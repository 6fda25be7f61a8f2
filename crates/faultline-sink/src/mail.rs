//! Email notification of captured records.

use std::fs;
use std::path::{Path, PathBuf};
use std::sync::Arc;

use parking_lot::RwLock;

use faultline_core::{CaptureConfig, CategorizedRecord, EventKind, truncate};

use crate::error::MailResult;

/// A rendered email message.
#[derive(Debug, Clone, PartialEq, Eq)]
pub struct MailMessage {
    /// Sender address.
    pub from: String,
    /// Recipient addresses.
    pub to: Vec<String>,
    /// Subject line.
    pub subject: String,
    /// HTML body.
    pub html_body: String,
}

/// Delivers rendered messages. Implemented by the host's mail client.
pub trait MailTransport: Send + Sync {
    /// Send a message.
    fn send(&self, message: &MailMessage) -> MailResult<()>;
}

/// A transport that keeps messages in memory.
#[derive(Debug, Default)]
pub struct MemoryTransport {
    sent: RwLock<Vec<MailMessage>>,
}

impl MemoryTransport {
    /// Create an empty transport.
    pub fn new() -> Self {
        Self::default()
    }

    /// Messages sent so far.
    pub fn sent(&self) -> Vec<MailMessage> {
        self.sent.read().clone()
    }

    /// Number of messages sent.
    pub fn len(&self) -> usize {
        self.sent.read().len()
    }

    /// Check if nothing was sent.
    pub fn is_empty(&self) -> bool {
        self.sent.read().is_empty()
    }
}

impl MailTransport for MemoryTransport {
    fn send(&self, message: &MailMessage) -> MailResult<()> {
        self.sent.write().push(message.clone());
        Ok(())
    }
}

/// Drops each message as an `.eml` file into a pickup directory, for a
/// local mail relay to send.
#[derive(Debug, Clone)]
pub struct PickupDirectoryTransport {
    dir: PathBuf,
}

impl PickupDirectoryTransport {
    /// Write messages into `dir`, which must already exist.
    pub fn new(dir: impl Into<PathBuf>) -> Self {
        Self { dir: dir.into() }
    }

    pub fn dir(&self) -> &Path {
        &self.dir
    }

    fn render(message: &MailMessage) -> String {
        format!(
            "From: {}\r\nTo: {}\r\nSubject: {}\r\nMIME-Version: 1.0\r\nContent-Type: text/html; charset=utf-8\r\n\r\n{}",
            message.from,
            message.to.join(", "),
            message.subject.replace(['\r', '\n'], " "),
            message.html_body
        )
    }
}

impl MailTransport for PickupDirectoryTransport {
    fn send(&self, message: &MailMessage) -> MailResult<()> {
        let path = self.dir.join(format!("{}.eml", uuid::Uuid::new_v4()));
        fs::write(&path, Self::render(message))?;
        tracing::debug!(event = "mail_dropped", path = %path.display());
        Ok(())
    }
}

/// Builds and sends one email per record.
///
/// Every record goes to `email_to`; `Fatal` records also go to
/// `fatal_email_to`. Nothing is sent when no recipient applies.
pub struct MailSink {
    transport: Arc<dyn MailTransport>,
    from: String,
    to: Option<String>,
    fatal_to: Option<String>,
    subject_prefix: String,
    subject_message_length: usize,
}

impl MailSink {
    /// Create a sink from configuration.
    ///
    /// Returns `None` when no recipient is configured.
    pub fn from_config(config: &CaptureConfig, transport: Arc<dyn MailTransport>) -> Option<Self> {
        if !config.has_email_recipients() {
            return None;
        }
        Some(Self {
            transport,
            from: config.email_from.clone(),
            to: config.email_to.clone(),
            fatal_to: config.fatal_email_to.clone(),
            subject_prefix: config.subject_prefix.clone(),
            subject_message_length: config.subject_message_length,
        })
    }

    /// Build the subject line for a record.
    pub fn subject(&self, record: &CategorizedRecord) -> String {
        let message = truncate(record.message(), self.subject_message_length).unwrap_or_default();
        format!(
            "{}{}: {} ({})",
            self.subject_prefix,
            record.kind(),
            message,
            record.signature().unwrap_or("")
        )
    }

    /// Build the message for a record, if any recipient applies.
    pub fn build_message(&self, record: &CategorizedRecord) -> Option<MailMessage> {
        let mut to = Vec::new();
        if let Some(addr) = &self.to {
            to.push(addr.clone());
        }
        if record.kind() == EventKind::Fatal {
            if let Some(addr) = &self.fatal_to {
                to.push(addr.clone());
            }
        }
        if to.is_empty() {
            return None;
        }
        Some(MailMessage {
            from: self.from.clone(),
            to,
            subject: self.subject(record),
            html_body: record.render_report(),
        })
    }

    /// Send the record. Returns whether a message was sent.
    pub fn deliver(&self, record: &CategorizedRecord) -> MailResult<bool> {
        let Some(message) = self.build_message(record) else {
            return Ok(false);
        };
        self.transport.send(&message)?;
        tracing::debug!(
            event = "mail_sent",
            recipients = message.to.len(),
            subject = message.subject.as_str(),
            "Record mailed"
        );
        Ok(true)
    }
}

impl std::fmt::Debug for MailSink {
    fn fmt(&self, f: &mut std::fmt::Formatter<'_>) -> std::fmt::Result {
        f.debug_struct("MailSink")
            .field("from", &self.from)
            .field("to", &self.to)
            .field("fatal_to", &self.fatal_to)
            .finish()
    }
}

#[cfg(test)]
mod tests {
    use super::*;
    use crate::error::MailError;

    fn record(kind: EventKind, message: &str) -> CategorizedRecord {
        let mut record = CategorizedRecord::with_message(kind, message);
        record.set_signature("a1b2");
        record
    }

    #[test]
    fn test_no_recipients_no_sink() {
        let transport = Arc::new(MemoryTransport::new());
        assert!(MailSink::from_config(&CaptureConfig::default(), transport).is_none());
    }

    #[test]
    fn test_subject_line() {
        let config = CaptureConfig::default().with_email_to("ops@example.com").unwrap();
        let sink = MailSink::from_config(&config, Arc::new(MemoryTransport::new())).unwrap();

        let long = "x".repeat(80);
        let subject = sink.subject(&record(EventKind::Error, &long));
        assert_eq!(subject, format!("[Log] Error: {}... (a1b2)", "x".repeat(50)));

        let subject = sink.subject(&record(EventKind::Warning, "short"));
        assert_eq!(subject, "[Log] Warning: short (a1b2)");
    }

    #[test]
    fn test_fatal_recipient() {
        let config = CaptureConfig::default()
            .with_fatal_email_to("oncall@example.com")
            .unwrap();
        let transport = Arc::new(MemoryTransport::new());
        let sink = MailSink::from_config(&config, Arc::clone(&transport) as Arc<dyn MailTransport>).unwrap();

        assert!(!sink.deliver(&record(EventKind::Error, "e")).unwrap());
        assert!(sink.deliver(&record(EventKind::Fatal, "f")).unwrap());

        let sent = transport.sent();
        assert_eq!(sent.len(), 1);
        assert_eq!(sent[0].to, vec!["oncall@example.com"]);
        assert_eq!(sent[0].from, "nobody@test.com");
        assert!(sent[0].html_body.contains("Fatal: f"));
    }

    #[test]
    fn test_transport_failure_propagates() {
        struct Down;
        impl MailTransport for Down {
            fn send(&self, _message: &MailMessage) -> MailResult<()> {
                Err(MailError::Transport("connection refused".into()))
            }
        }

        let config = CaptureConfig::default().with_email_to("ops@example.com").unwrap();
        let sink = MailSink::from_config(&config, Arc::new(Down)).unwrap();
        assert!(matches!(
            sink.deliver(&record(EventKind::Error, "e")),
            Err(MailError::Transport(_))
        ));
    }

    #[test]
    fn test_pickup_directory_writes_eml() {
        let dir = tempfile::tempdir().unwrap();
        let transport = PickupDirectoryTransport::new(dir.path());
        let message = MailMessage {
            from: "faults@example.com".into(),
            to: vec!["ops@example.com".into(), "oncall@example.com".into()],
            subject: "[Log] Fatal: down\r\nBcc: x@example.com".into(),
            html_body: "<p>down</p>".into(),
        };
        transport.send(&message).unwrap();

        let files: Vec<_> = std::fs::read_dir(dir.path()).unwrap().collect();
        assert_eq!(files.len(), 1);
        let text = std::fs::read_to_string(files[0].as_ref().unwrap().path()).unwrap();
        assert!(text.contains("To: ops@example.com, oncall@example.com\r\n"));
        assert!(!text.contains("\r\nBcc:"));
        assert!(text.ends_with("\r\n\r\n<p>down</p>"));
    }

    #[test]
    fn test_pickup_directory_missing_is_io_error() {
        let dir = tempfile::tempdir().unwrap();
        let transport = PickupDirectoryTransport::new(dir.path().join("absent"));
        let message = MailMessage {
            from: "faults@example.com".into(),
            to: vec!["ops@example.com".into()],
            subject: "s".into(),
            html_body: String::new(),
        };
        assert!(matches!(transport.send(&message), Err(MailError::Io(_))));
    }
}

────────────────────

Which of the lines above hold the string "repeat"? Copy each one.

        let long = "x".repeat(80);
        assert_eq!(subject, format!("[Log] Error: {}... (a1b2)", "x".repeat(50)));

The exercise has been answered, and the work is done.